Redesigning aggregate patient data to be made available at the point of care improves value for patients undergoing congenital heart surgery

Andrew Shin drewshin@stanford.edu

Abstract

Background:
Health care in the United States is increasingly losing value. Decreasing variation is central to reducing waste and cost. The recent rapid adoption of information technology is regarded as an important means to promote high value care. Historically, aggregate patient data are examined retrospectively and separate from the current, dynamic patient-provider interface. We describe a Clinical Effectiveness program that redesigns aggregate patient data for personalized comparative effectiveness information at the point of care to provide target hospital goals for patients following congenital heart surgery.

Methods:
Using an observational pre-post-intervention design, patients undergoing one of the 10 core congenital heart surgeries as defined by the Society of Thoracic Surgeons were included. The setting was a tertiary university-affiliated academic children’s hospital between September 6, 2016 and December 19, 2016. Personalized comparative cohorts encompassing 2 years of pre-intervention data were constructed utilizing the electronic health record (EHR). Based on the aggregate data, target hospitalization goals (e.g., target extubation time) were tailored for every patient and made visible peri-operatively for healthcare providers in real-time. Outcome metrics included intensive care unit (ICU), total post-operative length of stay (LOS), and associated cost.
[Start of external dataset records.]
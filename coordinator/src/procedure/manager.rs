// Copyright 2022-2023 CeresDB Project Authors. Licensed under Apache-2.0.

//! Submission and execution of procedures.
//!
//! Admitted procedures wait in a priority queue; the executor runs up to
//! `procedure_executing_batch_size` of them concurrently, serializing those
//! whose related shard sets overlap. Submitted procedures are persisted so a
//! restarted leader re-runs the unfinished ones from the beginning.

use std::{
    collections::{BTreeMap, HashMap, HashSet},
    sync::{Arc, Mutex},
    time::Duration,
};

use cluster::metadata::ClusterMetadataRef;
use common_types::shard::ShardId;
use log::{error, info, warn};
use snafu::ensure;
use tokio::{
    sync::mpsc::{self, Sender},
    sync::Notify,
    task::JoinHandle,
    time,
};

use super::{
    storage::{ProcedureMeta, ProcedureStorageRef},
    Context, Priority, Procedure, ProcedureId, ProcedureRef, State,
};
use crate::{ProcedureConflict, Result};

const EXECUTOR_WAKE_INTERVAL: Duration = Duration::from_millis(500);

#[derive(Default)]
struct RunningSet {
    shards: HashSet<ShardId>,
    procedures: HashMap<ProcedureId, ProcedureRef>,
}

struct Inner {
    queue: Mutex<BTreeMap<(Priority, ProcedureId), ProcedureRef>>,
    running: Mutex<RunningSet>,
    notify: Notify,
}

pub struct ProcedureManager {
    metadata: ClusterMetadataRef,
    storage: ProcedureStorageRef,
    batch_size: usize,
    inner: Arc<Inner>,
    executor_handle: Mutex<Option<JoinHandle<()>>>,
    stop_executor_tx: Mutex<Option<Sender<()>>>,
}

pub type ProcedureManagerRef = Arc<ProcedureManager>;

impl ProcedureManager {
    pub fn new(
        metadata: ClusterMetadataRef,
        storage: ProcedureStorageRef,
        batch_size: usize,
    ) -> Self {
        assert!(batch_size > 0);
        Self {
            metadata,
            storage,
            batch_size,
            inner: Arc::new(Inner {
                queue: Mutex::new(BTreeMap::new()),
                running: Mutex::new(RunningSet::default()),
                notify: Notify::new(),
            }),
            executor_handle: Mutex::new(None),
            stop_executor_tx: Mutex::new(None),
        }
    }

    /// Persist and enqueue a procedure.
    ///
    /// Submission is rejected when the expected shard versions are already
    /// stale, or when an in-flight procedure expects the same version of one
    /// of the shards (both cannot commit, so the loser is refused early).
    pub async fn submit(&self, procedure: ProcedureRef) -> Result<()> {
        let related = procedure.related_version_info();

        let snapshot = self.metadata.snapshot().await;
        for (shard_id, expect_version) in &related.shard_with_version {
            let curr_version = snapshot
                .topology
                .shard_view(*shard_id)
                .map(|view| view.version);
            ensure!(
                curr_version == Some(*expect_version),
                ProcedureConflict {
                    msg: format!(
                        "stale shard version, shard_id:{shard_id}, expect:{expect_version}, curr:{curr_version:?}"
                    ),
                }
            );
        }

        {
            // Lock order: running before queue, like the executor side.
            let running = self.inner.running.lock().unwrap();
            let queue = self.inner.queue.lock().unwrap();
            for other in queue.values().chain(running.procedures.values()) {
                let other_related = other.related_version_info();
                for (shard_id, expect_version) in &related.shard_with_version {
                    ensure!(
                        other_related.shard_with_version.get(shard_id) != Some(expect_version),
                        ProcedureConflict {
                            msg: format!(
                                "another procedure({}) is in flight on the same shard version, shard_id:{shard_id}",
                                other.id()
                            ),
                        }
                    );
                }
            }
        }

        let meta = ProcedureMeta {
            id: procedure.id(),
            state: State::Init,
            params: procedure.persisted_params(),
        };
        self.storage.save(&meta).await?;

        info!(
            "Procedure submitted, id:{}, typ:{:?}",
            procedure.id(),
            procedure.typ()
        );
        self.inner
            .queue
            .lock()
            .unwrap()
            .insert((procedure.priority(), procedure.id()), procedure);
        self.inner.notify.notify_one();
        Ok(())
    }

    /// The persisted procedures, for recovery and for inspection.
    pub async fn stored_procedures(&self) -> Result<Vec<ProcedureMeta>> {
        self.storage.list().await
    }

    /// Number of queued plus running procedures.
    pub fn in_flight(&self) -> usize {
        let running = self.inner.running.lock().unwrap();
        let queue = self.inner.queue.lock().unwrap();
        running.procedures.len() + queue.len()
    }

    pub fn start(&self, ctx: Context) {
        let inner = self.inner.clone();
        let storage = self.storage.clone();
        let batch_size = self.batch_size;
        let (tx, mut rx) = mpsc::channel(1);

        let handle = tokio::spawn(async move {
            info!("Procedure executor starts");
            loop {
                Self::drain_admissible(&inner, &storage, batch_size, &ctx).await;

                tokio::select! {
                    _ = rx.recv() => {
                        warn!("Receive exit command and exit procedure executor loop");
                        break;
                    }
                    _ = inner.notify.notified() => {}
                    _ = time::sleep(EXECUTOR_WAKE_INTERVAL) => {}
                }
            }
        });

        *self.stop_executor_tx.lock().unwrap() = Some(tx);
        *self.executor_handle.lock().unwrap() = Some(handle);
    }

    pub async fn stop(&self) {
        let tx = self.stop_executor_tx.lock().unwrap().take();
        if let Some(tx) = tx {
            let _ = tx.send(()).await;
        }
        let handle = self.executor_handle.lock().unwrap().take();
        if let Some(handle) = handle {
            let _ = handle.await;
        }
    }

    /// Pop and spawn every queued procedure whose shard set is disjoint from
    /// the running ones, up to the executing batch size.
    async fn drain_admissible(
        inner: &Arc<Inner>,
        storage: &ProcedureStorageRef,
        batch_size: usize,
        ctx: &Context,
    ) {
        loop {
            let procedure = match Self::pop_admissible(inner, batch_size) {
                Some(procedure) => procedure,
                None => return,
            };

            let meta = ProcedureMeta {
                id: procedure.id(),
                state: State::Running,
                params: procedure.persisted_params(),
            };
            if let Err(e) = storage.save(&meta).await {
                error!(
                    "Failed to persist running procedure, id:{}, err:{e}",
                    procedure.id()
                );
            }

            let inner = inner.clone();
            let storage = storage.clone();
            let ctx = ctx.clone();
            tokio::spawn(async move {
                let id = procedure.id();
                let related = procedure.related_version_info();
                if let Err(e) = procedure.start(ctx).await {
                    error!("Procedure failed, id:{id}, err:{e}");
                }

                match procedure.state() {
                    State::Finished => {
                        if let Err(e) = storage.delete(id).await {
                            error!("Failed to delete finished procedure, id:{id}, err:{e}");
                        }
                    }
                    state => {
                        let meta = ProcedureMeta {
                            id,
                            state,
                            params: procedure.persisted_params(),
                        };
                        if let Err(e) = storage.save(&meta).await {
                            error!("Failed to persist procedure state, id:{id}, err:{e}");
                        }
                    }
                }

                {
                    let mut running = inner.running.lock().unwrap();
                    for shard_id in related.shard_with_version.keys() {
                        running.shards.remove(shard_id);
                    }
                    running.procedures.remove(&id);
                }
                inner.notify.notify_one();
            });
        }
    }

    /// Pop the first admissible procedure and mark its shards running.
    fn pop_admissible(inner: &Arc<Inner>, batch_size: usize) -> Option<ProcedureRef> {
        let mut running = inner.running.lock().unwrap();
        if running.procedures.len() >= batch_size {
            return None;
        }

        let mut queue = inner.queue.lock().unwrap();
        let key = queue
            .iter()
            .find(|(_, procedure)| {
                procedure
                    .related_version_info()
                    .shard_with_version
                    .keys()
                    .all(|shard_id| !running.shards.contains(shard_id))
            })
            .map(|(key, _)| *key)?;
        let procedure = queue.remove(&key)?;

        for shard_id in procedure.related_version_info().shard_with_version.keys() {
            running.shards.insert(*shard_id);
        }
        running.procedures.insert(procedure.id(), procedure.clone());
        Some(procedure)
    }
}

#[cfg(test)]
mod tests {
    use common_types::{
        cluster::{ClusterState, TopologyType},
        shard::{ShardNode, ShardRole},
    };

    use super::*;
    use crate::{
        factory::{CreateTableRequest, Factory},
        procedure::storage::ProcedureStorage,
        test_util::{new_test_cluster, wait_for_idle, MockDispatch, TEST_ROOT},
        Error,
    };

    async fn stable_single_node() -> (
        cluster::metadata::ClusterMetadataRef,
        meta_storage::meta::MetaStorageRef,
        meta_storage::kv::KvBackendRef,
        Arc<Factory>,
    ) {
        let (metadata, meta_storage, kv) =
            new_test_cluster(1, 2, TopologyType::Static).await;
        metadata
            .update_cluster_view(
                ClusterState::Stable,
                vec![
                    ShardNode {
                        shard_id: 0,
                        node: "n1".to_string(),
                        role: ShardRole::Leader,
                    },
                    ShardNode {
                        shard_id: 1,
                        node: "n1".to_string(),
                        role: ShardRole::Leader,
                    },
                ],
            )
            .await
            .unwrap();
        let dispatch = Arc::new(MockDispatch::default());
        let factory = Arc::new(
            Factory::new(meta_storage.clone(), metadata.clone(), dispatch, 100)
                .await
                .unwrap(),
        );
        (metadata, meta_storage, kv, factory)
    }

    #[tokio::test]
    async fn test_submit_rejects_duplicate_expectation() {
        let (metadata, _, kv, factory) = stable_single_node().await;
        let storage = Arc::new(ProcedureStorage::new(
            kv,
            TEST_ROOT.to_string(),
            metadata.id(),
        ));
        // The executor is not started, submissions stay in flight.
        let manager = Arc::new(ProcedureManager::new(metadata, storage, 8));

        let (first, _rx) = factory
            .transfer_leader_procedure(0, "n1".to_string(), None)
            .await
            .unwrap();
        manager.submit(first).await.unwrap();

        let (second, _rx) = factory
            .transfer_leader_procedure(0, "n1".to_string(), None)
            .await
            .unwrap();
        let err = manager.submit(second).await.unwrap_err();
        assert!(matches!(err, Error::ProcedureConflict { .. }));

        // A procedure on the other shard is admitted.
        let (third, _rx) = factory
            .transfer_leader_procedure(1, "n1".to_string(), None)
            .await
            .unwrap();
        manager.submit(third).await.unwrap();
        assert_eq!(manager.in_flight(), 2);
    }

    #[tokio::test]
    async fn test_recovery_reruns_from_begin() {
        let (metadata, _, kv, factory) = stable_single_node().await;
        let storage = Arc::new(ProcedureStorage::new(
            kv.clone(),
            TEST_ROOT.to_string(),
            metadata.id(),
        ));

        // The first manager accepts the procedure but dies before running it.
        let manager = Arc::new(ProcedureManager::new(metadata.clone(), storage, 8));
        let (procedure, _rx) = factory
            .create_table_procedure(CreateTableRequest {
                schema_name: "public".to_string(),
                table_name: "t1".to_string(),
                partition_info: None,
            })
            .await
            .unwrap();
        manager.submit(procedure).await.unwrap();
        drop(manager);

        // The restarted manager reloads the persisted record and re-runs the
        // whole state machine.
        let storage = Arc::new(ProcedureStorage::new(
            kv,
            TEST_ROOT.to_string(),
            metadata.id(),
        ));
        let restarted = Arc::new(ProcedureManager::new(metadata.clone(), storage, 8));
        restarted.start(Context::default());
        factory.recover(&restarted).await.unwrap();
        wait_for_idle(&restarted).await;

        let table = metadata.get_table("public", "t1").await.unwrap().unwrap();
        assert!(metadata.get_table_shard(table.id).await.is_some());
        // The finished procedure record is gone.
        assert!(restarted.stored_procedures().await.unwrap().is_empty());
    }
}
Results: A total of 51 patients were enrolled with 47 (92%) completing the program. We found an aggregate reduction in LOS and variance for both ICU (median 3 [IQR 3-4] vs 5 [IQR 3-7] days, p<0.001; mean 3.6+1.9 vs 6.5+6.5 days, p=0.003), and total postoperative LOS (median 6 [IQR 5-8] vs 8 [IQR 6-12] days, p<0.001; mean 6.5+2.3 vs 10.9+9.9 days, p=0.003), compared with the pre-intervention period. Mortality, reintubation, ICU, and hospital readmission rates were unchanged. The annualized cost savings is estimated to be approximately $2.5 million.

Conclusions: We describe a clinical practice redesign that leverages EHR data for real-time comparative effectiveness information to ascribe real-time benchmarks. We surmise that inpatient providers, by having transparent benchmarks for their patients, were able to have a shared mental model in their healthcare delivery. We found that achieving a shared mental model decreased variation and safely reduced length of stay and associated cost.